Said Rachel: “I have two competition horses in work at the moment and they are both sensitive horses who can be highly strung. They both hunt over the winter months and as you know horses can drop quite a bit of weight.
“I found it hard to find a feed that would improve their condition without making them ‘fizzy’ until I started feeding Equerry Conditioning Mash. Since then I have never looked back.
“My mare, Cassini Royale, held her weight over the winter throughout the hunting season and has kept her condition and topline.
“My other horse, owned by Rosemary is looking to step up to Novice level eventing this season and after a winter of hunting, he too looks in great condition. He was known for looking quite lean but everyone has been commenting on his good condition.”
Rachael and her mare, Cassini Royale, have been on good form recently and have qualified for the National Hunter Trial Series at Eland Lodge after winning an open qualifier.
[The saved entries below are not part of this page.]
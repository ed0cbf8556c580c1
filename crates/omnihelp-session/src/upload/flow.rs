//! Document upload flow.

use omnihelp_client::{DocumentUploadResponse, Error, HelpdeskProvider};
use serde::{Deserialize, Serialize};
use tracing::{debug, warn};

use super::SelectedFile;
use crate::UPLOAD_TARGET;

/// Fallback banner when a failure carries no backend detail.
const UPLOAD_FALLBACK: &str = "Upload failed. Please try again.";

/// Banner describing the last upload attempt.
#[derive(Debug, Clone, PartialEq, Eq, Serialize, Deserialize)]
pub struct UploadResult {
    /// Whether the upload was accepted by the backend.
    pub success: bool,

    /// Backend confirmation or failure message.
    pub message: String,

    /// Number of chunks the document was split into, on success.
    #[serde(default, skip_serializing_if = "Option::is_none")]
    pub chunks: Option<u32>,
}

/// Outcome of an upload attempt.
#[derive(Debug, Clone, Copy, PartialEq, Eq)]
pub enum UploadOutcome {
    /// The document was accepted and indexed.
    Completed,

    /// The upload failed; the staged file is retained for retry.
    Failed,

    /// The attempt was dropped: no staged file or an upload already in flight.
    Ignored,
}

/// Upload widget state: one staged file, one upload in flight at a time.
///
/// A successful upload clears the staged file so the widget returns to its
/// empty state; a failed upload keeps it so a retry needs no re-selection.
#[derive(Debug, Clone, Default)]
pub struct UploadFlow {
    selected: Option<SelectedFile>,
    uploading: bool,
    result: Option<UploadResult>,
}

impl UploadFlow {
    /// Creates an empty flow.
    pub fn new() -> Self {
        Self::default()
    }

    /// Currently staged file.
    pub fn selected_file(&self) -> Option<&SelectedFile> {
        self.selected.as_ref()
    }

    /// Returns true while an upload is in flight.
    pub fn is_uploading(&self) -> bool {
        self.uploading
    }

    /// Banner for the last attempt, cleared when a new upload starts.
    pub fn last_result(&self) -> Option<&UploadResult> {
        self.result.as_ref()
    }

    /// Returns true when an upload can start.
    pub fn can_upload(&self) -> bool {
        self.selected.is_some() && !self.uploading
    }

    /// Stages a file, replacing any previous selection and banner.
    ///
    /// Only PDF names pass the selection filter; anything else is dropped
    /// without touching the current state. Selections are also dropped while
    /// an upload is in flight. Returns true when the file was staged.
    pub fn select(&mut self, file: SelectedFile) -> bool {
        if self.uploading {
            debug!(target: UPLOAD_TARGET, "Dropping selection while an upload is in flight");
            return false;
        }
        if !file.is_pdf() {
            debug!(target: UPLOAD_TARGET, name = file.name(), "Dropping non-PDF selection");
            return false;
        }

        debug!(target: UPLOAD_TARGET, name = file.name(), size = file.size(), "Staged file");
        self.selected = Some(file);
        self.result = None;
        true
    }

    /// Clears the staged file and banner. No-op while an upload is in flight.
    pub fn clear(&mut self) {
        if self.uploading {
            return;
        }
        self.selected = None;
        self.result = None;
    }

    /// Marks the flow busy and clears the previous banner.
    ///
    /// Returns the staged file to transmit, or `None` when nothing is staged
    /// or an upload is already in flight. The staged slot stays occupied so a
    /// failure can fall back to it.
    pub fn begin(&mut self) -> Option<SelectedFile> {
        if !self.can_upload() {
            return None;
        }

        self.uploading = true;
        self.result = None;
        self.selected.clone()
    }

    /// Applies a successful upload: banner set, staged file cleared.
    pub fn complete(&mut self, response: &DocumentUploadResponse) {
        let message = response
            .message
            .clone()
            .unwrap_or_else(|| format!("Successfully processed {}", response.filename));
        self.result = Some(UploadResult {
            success: true,
            message,
            chunks: Some(response.chunks),
        });
        self.uploading = false;
        self.selected = None;
    }

    /// Applies a failed upload: banner set, staged file retained for retry.
    pub fn fail(&mut self, error: &Error) {
        warn!(target: UPLOAD_TARGET, %error, "Document upload failed");
        self.result = Some(UploadResult {
            success: false,
            message: error
                .detail()
                .map(ToOwned::to_owned)
                .unwrap_or_else(|| UPLOAD_FALLBACK.to_string()),
            chunks: None,
        });
        self.uploading = false;
    }

    /// Uploads the staged file and folds the result into the flow state.
    pub async fn upload<P>(&mut self, provider: &P) -> UploadOutcome
    where
        P: HelpdeskProvider + ?Sized,
    {
        let Some(file) = self.begin() else {
            return UploadOutcome::Ignored;
        };

        debug!(
            target: UPLOAD_TARGET,
            name = file.name(),
            size = file.size(),
            "Uploading document"
        );

        match provider
            .upload_document(file.name(), file.content().clone())
            .await
        {
            Ok(response) => {
                self.complete(&response);
                UploadOutcome::Completed
            }
            Err(error) => {
                self.fail(&error);
                UploadOutcome::Failed
            }
        }
    }
}

#[cfg(test)]
mod tests {
    use bytes::Bytes;
    use omnihelp_client::{MockFailure, MockHelpdesk, MockScript};

    use super::*;

    fn pdf(name: &str) -> SelectedFile {
        SelectedFile::new(name, Bytes::from_static(b"%PDF-1.7 test"))
    }

    #[test]
    fn test_select_replaces_selection_and_banner() {
        let mut flow = UploadFlow::new();

        assert!(flow.select(pdf("first.pdf")));
        assert!(flow.select(pdf("second.pdf")));

        assert_eq!(flow.selected_file().map(SelectedFile::name), Some("second.pdf"));
        assert!(flow.last_result().is_none());
        assert!(flow.can_upload());
    }

    #[test]
    fn test_non_pdf_selection_is_dropped() {
        let mut flow = UploadFlow::new();

        assert!(!flow.select(SelectedFile::new("notes.txt", Bytes::new())));

        assert!(flow.selected_file().is_none());
        assert!(!flow.can_upload());
    }

    #[test]
    fn test_clear_resets_widget() {
        let mut flow = UploadFlow::new();
        flow.select(pdf("manual.pdf"));

        flow.clear();

        assert!(flow.selected_file().is_none());
        assert!(flow.last_result().is_none());
    }

    #[tokio::test]
    async fn test_upload_success_clears_staged_file() {
        let mock = MockHelpdesk::new(MockScript {
            chunks: 12,
            ..MockScript::default()
        });
        let mut flow = UploadFlow::new();
        flow.select(pdf("manual.pdf"));

        let outcome = flow.upload(&mock).await;

        assert_eq!(outcome, UploadOutcome::Completed);
        assert!(flow.selected_file().is_none());
        assert!(!flow.is_uploading());

        let result = flow.last_result().unwrap();
        assert!(result.success);
        assert_eq!(result.chunks, Some(12));
        assert_eq!(result.message, "Successfully processed 12 chunks");
    }

    #[tokio::test]
    async fn test_upload_failure_retains_staged_file() {
        let mock = MockHelpdesk::with_failure(413, "File too large");
        let mut flow = UploadFlow::new();
        flow.select(pdf("manual.pdf"));

        let outcome = flow.upload(&mock).await;

        assert_eq!(outcome, UploadOutcome::Failed);
        assert_eq!(flow.selected_file().map(SelectedFile::name), Some("manual.pdf"));
        assert!(!flow.is_uploading());

        let result = flow.last_result().unwrap();
        assert!(!result.success);
        assert_eq!(result.message, "File too large");
        assert_eq!(result.chunks, None);
    }

    #[tokio::test]
    async fn test_failure_without_detail_uses_fallback() {
        let mock = MockHelpdesk::new(MockScript {
            failure: Some(MockFailure {
                status: 500,
                detail: None,
            }),
            ..MockScript::default()
        });
        let mut flow = UploadFlow::new();
        flow.select(pdf("manual.pdf"));

        flow.upload(&mock).await;

        let result = flow.last_result().unwrap();
        assert_eq!(result.message, "Upload failed. Please try again.");
    }

    #[tokio::test]
    async fn test_upload_without_selection_is_ignored() {
        let mock = MockHelpdesk::default();
        let mut flow = UploadFlow::new();

        let outcome = flow.upload(&mock).await;

        assert_eq!(outcome, UploadOutcome::Ignored);
        assert_eq!(mock.upload_calls(), 0);
    }

    #[tokio::test]
    async fn test_retry_after_failure_succeeds() {
        let failing = MockHelpdesk::with_failure(503, "Indexer busy");
        let healthy = MockHelpdesk::default();
        let mut flow = UploadFlow::new();
        flow.select(pdf("manual.pdf"));

        assert_eq!(flow.upload(&failing).await, UploadOutcome::Failed);
        assert_eq!(flow.upload(&healthy).await, UploadOutcome::Completed);

        assert!(flow.selected_file().is_none());
        assert!(flow.last_result().unwrap().success);
        assert_eq!(healthy.upload_calls(), 1);
    }
}
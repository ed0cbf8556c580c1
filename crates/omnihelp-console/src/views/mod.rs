//! Interactive views: main menu, chat, documents, and orders.
//!
//! Each view runs its own prompt loop against the shared backend client and
//! returns to the main menu when done. Backend failures are rendered inline
//! and never terminate the console; only terminal I/O errors propagate.

mod chat;
mod documents;
mod orders;

use console::style;
use dialoguer::Select;
use dialoguer::theme::ColorfulTheme;
use omnihelp_client::HelpdeskClient;

use crate::TRACING_TARGET_STARTUP;

const MAIN_MENU: [&str; 5] = [
    "Chat with the assistant",
    "Manage documents",
    "Manage orders",
    "Backend health",
    "Quit",
];

/// Runs the main menu loop until the user quits.
pub async fn main_loop(client: &HelpdeskClient) -> anyhow::Result<()> {
    let theme = ColorfulTheme::default();

    println!("{}", style("OmniHelp Product Assistant").cyan().bold());
    println!("{}", style(format!("Backend: {}", client.base_url())).dim());
    show_health(client).await;
    println!();

    loop {
        let choice = Select::with_theme(&theme)
            .with_prompt("Main menu")
            .items(&MAIN_MENU)
            .default(0)
            .interact()?;

        match choice {
            0 => chat::run(client).await?,
            1 => documents::run(client).await?,
            2 => orders::run(client).await?,
            3 => show_health(client).await,
            _ => break,
        }
        println!();
    }

    Ok(())
}

/// Queries the backend health endpoint and renders the result.
async fn show_health(client: &HelpdeskClient) {
    match client.health().await {
        Ok(status) if status.is_healthy() => {
            tracing::debug!(
                target: TRACING_TARGET_STARTUP,
                documents = ?status.documents,
                "Backend healthy"
            );
            match status.documents {
                Some(count) => println!(
                    "{} Backend is healthy ({count} documents indexed)",
                    style("✔").green()
                ),
                None => println!("{} Backend is healthy", style("✔").green()),
            }
        }
        Ok(status) => {
            let note = status.error.as_deref().unwrap_or(&status.status);
            println!("{} Backend reported: {note}", style("●").yellow());
        }
        Err(error) => {
            println!(
                "{} Backend unreachable: {}",
                style("✘").red(),
                error.user_message()
            );
        }
    }
}

/// Renders an inline error line.
pub(crate) fn print_error(message: &str) {
    println!("{} {message}", style("✘").red());
}

/// Renders an inline success line.
pub(crate) fn print_success(message: &str) {
    println!("{} {message}", style("✔").green());
}
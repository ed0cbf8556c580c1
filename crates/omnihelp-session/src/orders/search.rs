//! Customer order search flow.

use omnihelp_client::{Error, HelpdeskProvider, OrderRecord};
use tracing::{debug, warn};

use crate::ORDERS_TARGET;

/// Fallback surfaced when a failure carries no backend detail.
const SEARCH_FALLBACK: &str = "Unknown error";

/// Outcome of a search attempt.
#[derive(Debug, Clone, Copy, PartialEq, Eq)]
pub enum SearchOutcome {
    /// The result list was replaced with the returned orders.
    Found {
        /// Number of orders returned.
        count: usize,
    },

    /// The lookup failed; the result list was cleared.
    Failed,

    /// The attempt was dropped: blank customer id or a lookup in flight.
    Ignored,
}

/// Search form state: one customer id lookup at a time.
///
/// The `searched` flag distinguishes an empty result list from the initial
/// state, so "no orders found" only renders after a lookup actually ran.
#[derive(Debug, Clone, Default)]
pub struct OrderSearchFlow {
    orders: Vec<OrderRecord>,
    searched: bool,
    searching: bool,
    error: Option<String>,
}

impl OrderSearchFlow {
    /// Creates a flow in the not-yet-searched state.
    pub fn new() -> Self {
        Self::default()
    }

    /// Orders from the last completed lookup.
    pub fn orders(&self) -> &[OrderRecord] {
        &self.orders
    }

    /// Returns true once a lookup has completed, success or failure.
    pub fn has_searched(&self) -> bool {
        self.searched
    }

    /// Returns true while a lookup is in flight.
    pub fn is_searching(&self) -> bool {
        self.searching
    }

    /// Error surfaced by the last failed lookup.
    pub fn last_error(&self) -> Option<&str> {
        self.error.as_deref()
    }

    /// Returns true when the last lookup completed with no matches.
    pub fn no_matches(&self) -> bool {
        self.searched && self.orders.is_empty()
    }

    /// Accepts the lookup, marking the flow busy.
    ///
    /// Blank ids are dropped without issuing a request or touching the
    /// searched flag. Returns the trimmed customer id to look up.
    pub fn begin(&mut self, customer_id: &str) -> Option<String> {
        let trimmed = customer_id.trim();
        if trimmed.is_empty() {
            debug!(target: ORDERS_TARGET, "Dropping blank customer id lookup");
            return None;
        }
        if self.searching {
            debug!(target: ORDERS_TARGET, "Dropping lookup while one is in flight");
            return None;
        }

        self.searching = true;
        self.error = None;
        Some(trimmed.to_string())
    }

    /// Replaces the result list with a completed lookup's orders.
    pub fn complete(&mut self, orders: Vec<OrderRecord>) {
        debug!(target: ORDERS_TARGET, count = orders.len(), "Customer lookup finished");
        self.orders = orders;
        self.searched = true;
        self.searching = false;
    }

    /// Applies a failed lookup: list cleared, error surfaced.
    pub fn fail(&mut self, error: &Error) {
        warn!(target: ORDERS_TARGET, %error, "Customer lookup failed");
        self.orders.clear();
        self.searched = true;
        self.searching = false;
        self.error = Some(format!(
            "Error searching orders: {}",
            error.detail().unwrap_or(SEARCH_FALLBACK)
        ));
    }

    /// Looks up a customer's orders and folds the result into the flow state.
    pub async fn search<P>(&mut self, provider: &P, customer_id: &str) -> SearchOutcome
    where
        P: HelpdeskProvider + ?Sized,
    {
        let Some(customer_id) = self.begin(customer_id) else {
            return SearchOutcome::Ignored;
        };

        match provider.customer_orders(&customer_id).await {
            Ok(orders) => {
                let count = orders.len();
                self.complete(orders);
                SearchOutcome::Found { count }
            }
            Err(error) => {
                self.fail(&error);
                SearchOutcome::Failed
            }
        }
    }
}

#[cfg(test)]
mod tests {
    use omnihelp_client::{MockHelpdesk, OrderStatus};

    use super::*;

    fn record(row: i64, order_id: &str, customer_id: &str) -> OrderRecord {
        OrderRecord {
            id: row,
            order_id: order_id.to_string(),
            customer_id: customer_id.to_string(),
            product_name: "X100 Laptop".to_string(),
            product_model: None,
            order_date: "2026-08-01".to_string(),
            status: OrderStatus::Shipped,
            total_amount: Some(1299.99),
            created_at: "2026-08-01T09:30:00".to_string(),
            updated_at: "2026-08-02T14:00:00".to_string(),
        }
    }

    #[tokio::test]
    async fn test_blank_customer_id_is_a_no_op() {
        let mock = MockHelpdesk::default();
        let mut flow = OrderSearchFlow::new();

        assert_eq!(flow.search(&mock, "   ").await, SearchOutcome::Ignored);
        assert_eq!(flow.search(&mock, "").await, SearchOutcome::Ignored);

        assert!(!flow.has_searched());
        assert!(!flow.no_matches());
        assert_eq!(mock.search_calls(), 0);
    }

    #[tokio::test]
    async fn test_empty_result_is_distinguishable_from_initial_state() {
        let mock = MockHelpdesk::default();
        let mut flow = OrderSearchFlow::new();
        assert!(!flow.has_searched());

        let outcome = flow.search(&mock, "CUST-404").await;

        assert_eq!(outcome, SearchOutcome::Found { count: 0 });
        assert!(flow.has_searched());
        assert!(flow.no_matches());
        assert!(flow.orders().is_empty());
        assert!(flow.last_error().is_none());
    }

    #[tokio::test]
    async fn test_results_replace_previous_list() {
        let mock = MockHelpdesk::default();
        mock.seed_order(record(1, "ORD-1", "CUST-1"));
        mock.seed_order(record(2, "ORD-2", "CUST-1"));
        mock.seed_order(record(3, "ORD-3", "CUST-2"));
        let mut flow = OrderSearchFlow::new();

        assert_eq!(
            flow.search(&mock, "CUST-1").await,
            SearchOutcome::Found { count: 2 }
        );
        assert_eq!(
            flow.search(&mock, "CUST-2").await,
            SearchOutcome::Found { count: 1 }
        );

        assert_eq!(flow.orders().len(), 1);
        assert_eq!(flow.orders()[0].customer_id, "CUST-2");
        assert!(!flow.no_matches());
    }

    #[tokio::test]
    async fn test_whitespace_around_customer_id_is_trimmed() {
        let mock = MockHelpdesk::default();
        mock.seed_order(record(1, "ORD-1", "CUST-1"));
        let mut flow = OrderSearchFlow::new();

        let outcome = flow.search(&mock, "  CUST-1  ").await;

        assert_eq!(outcome, SearchOutcome::Found { count: 1 });
    }

    #[tokio::test]
    async fn test_failure_clears_results_and_sets_error() {
        let healthy = MockHelpdesk::default();
        healthy.seed_order(record(1, "ORD-1", "CUST-1"));
        let failing = MockHelpdesk::with_failure(503, "Database connection lost");
        let mut flow = OrderSearchFlow::new();

        flow.search(&healthy, "CUST-1").await;
        assert_eq!(flow.orders().len(), 1);

        let outcome = flow.search(&failing, "CUST-1").await;

        assert_eq!(outcome, SearchOutcome::Failed);
        assert!(flow.orders().is_empty());
        assert!(flow.has_searched());
        assert_eq!(
            flow.last_error(),
            Some("Error searching orders: Database connection lost")
        );
    }
}
//! Documents view: list, upload, and delete indexed documents.

use std::path::Path;

use console::style;
use dialoguer::theme::ColorfulTheme;
use dialoguer::{Confirm, Input, Select};
use omnihelp_client::{DocumentInfo, HelpdeskClient};
use omnihelp_session::{SelectedFile, UploadFlow};

use super::{print_error, print_success};

const DOCUMENTS_MENU: [&str; 4] = [
    "List indexed documents",
    "Upload a PDF",
    "Delete a document",
    "Back",
];

/// Runs the documents view until the user goes back.
pub async fn run(client: &HelpdeskClient) -> anyhow::Result<()> {
    let theme = ColorfulTheme::default();
    let mut flow = UploadFlow::new();

    loop {
        let choice = Select::with_theme(&theme)
            .with_prompt("Documents")
            .items(&DOCUMENTS_MENU)
            .default(0)
            .interact()?;

        match choice {
            0 => list(client).await,
            1 => upload(client, &mut flow, &theme).await?,
            2 => delete(client, &theme).await?,
            _ => break,
        }
    }

    Ok(())
}

/// Fetches and renders the indexed documents.
async fn list(client: &HelpdeskClient) {
    match client.list_documents().await {
        Ok(documents) if documents.is_empty() => {
            println!("{}", style("No documents indexed yet.").dim());
        }
        Ok(documents) => {
            for document in &documents {
                render_document(document);
            }
        }
        Err(error) => print_error(&error.user_message()),
    }
}

/// Renders one document descriptor line.
fn render_document(document: &DocumentInfo) {
    let date = document.upload_date.as_deref().unwrap_or("-");
    println!(
        "{}  {} chunks, uploaded {date}  {}",
        style(&document.filename).bold(),
        document.chunks,
        style(&document.document_id).dim()
    );
}

/// Prompts for a file path, stages the file, and uploads it on confirmation.
async fn upload(
    client: &HelpdeskClient,
    flow: &mut UploadFlow,
    theme: &ColorfulTheme,
) -> anyhow::Result<()> {
    let path: String = Input::with_theme(theme)
        .with_prompt("Path to a PDF file")
        .allow_empty(true)
        .interact_text()?;
    let path = path.trim();
    if path.is_empty() {
        return Ok(());
    }

    let content = match tokio::fs::read(path).await {
        Ok(content) => content,
        Err(error) => {
            print_error(&format!("Could not read {path}: {error}"));
            return Ok(());
        }
    };
    let name = Path::new(path)
        .file_name()
        .and_then(|name| name.to_str())
        .unwrap_or(path);

    let file = SelectedFile::new(name, content);
    let prompt = format!("Upload {} ({})?", file.name(), file.formatted_size());
    if !flow.select(file) {
        print_error("Only PDF files can be uploaded.");
        return Ok(());
    }

    let confirmed = Confirm::with_theme(theme)
        .with_prompt(prompt)
        .default(true)
        .interact()?;
    if !confirmed {
        flow.clear();
        return Ok(());
    }

    flow.upload(client).await;
    if let Some(result) = flow.last_result() {
        if result.success {
            print_success(&result.message);
            if let Some(chunks) = result.chunks {
                println!("  {}", style(format!("Processed {chunks} chunks")).dim());
            }
        } else {
            print_error(&result.message);
        }
    }

    Ok(())
}

/// Prompts for a document id and deletes it.
async fn delete(client: &HelpdeskClient, theme: &ColorfulTheme) -> anyhow::Result<()> {
    let document_id: String = Input::with_theme(theme)
        .with_prompt("Document id")
        .allow_empty(true)
        .interact_text()?;
    let document_id = document_id.trim();
    if document_id.is_empty() {
        return Ok(());
    }

    match client.delete_document(document_id).await {
        Ok(deleted) => print_success(&deleted.message),
        Err(error) => print_error(&error.user_message()),
    }

    Ok(())
}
Rachael added: “We also feed Equerry Conditioning Mash to the youngsters at the stud. Having been turned away at grass for the first three years of their life the youngsters often look lean with little muscle and topline and as they are slowly backed and brought into work they can often lose weight.
“Once the youngsters come to me to be backed they are put on Equerry Conditioning Mash to help build their condition and promote topline. As their education progresses and their work level is upped we can increase the amount of feed they get with no effect on their temperament. It really is a great conditioning feed.”
Rachael is now looking forward to the rest of the season with her horses and between backing and training the youngsters at Roxlan Stud she is busy working towards her BE Coaching to become a freelance coach.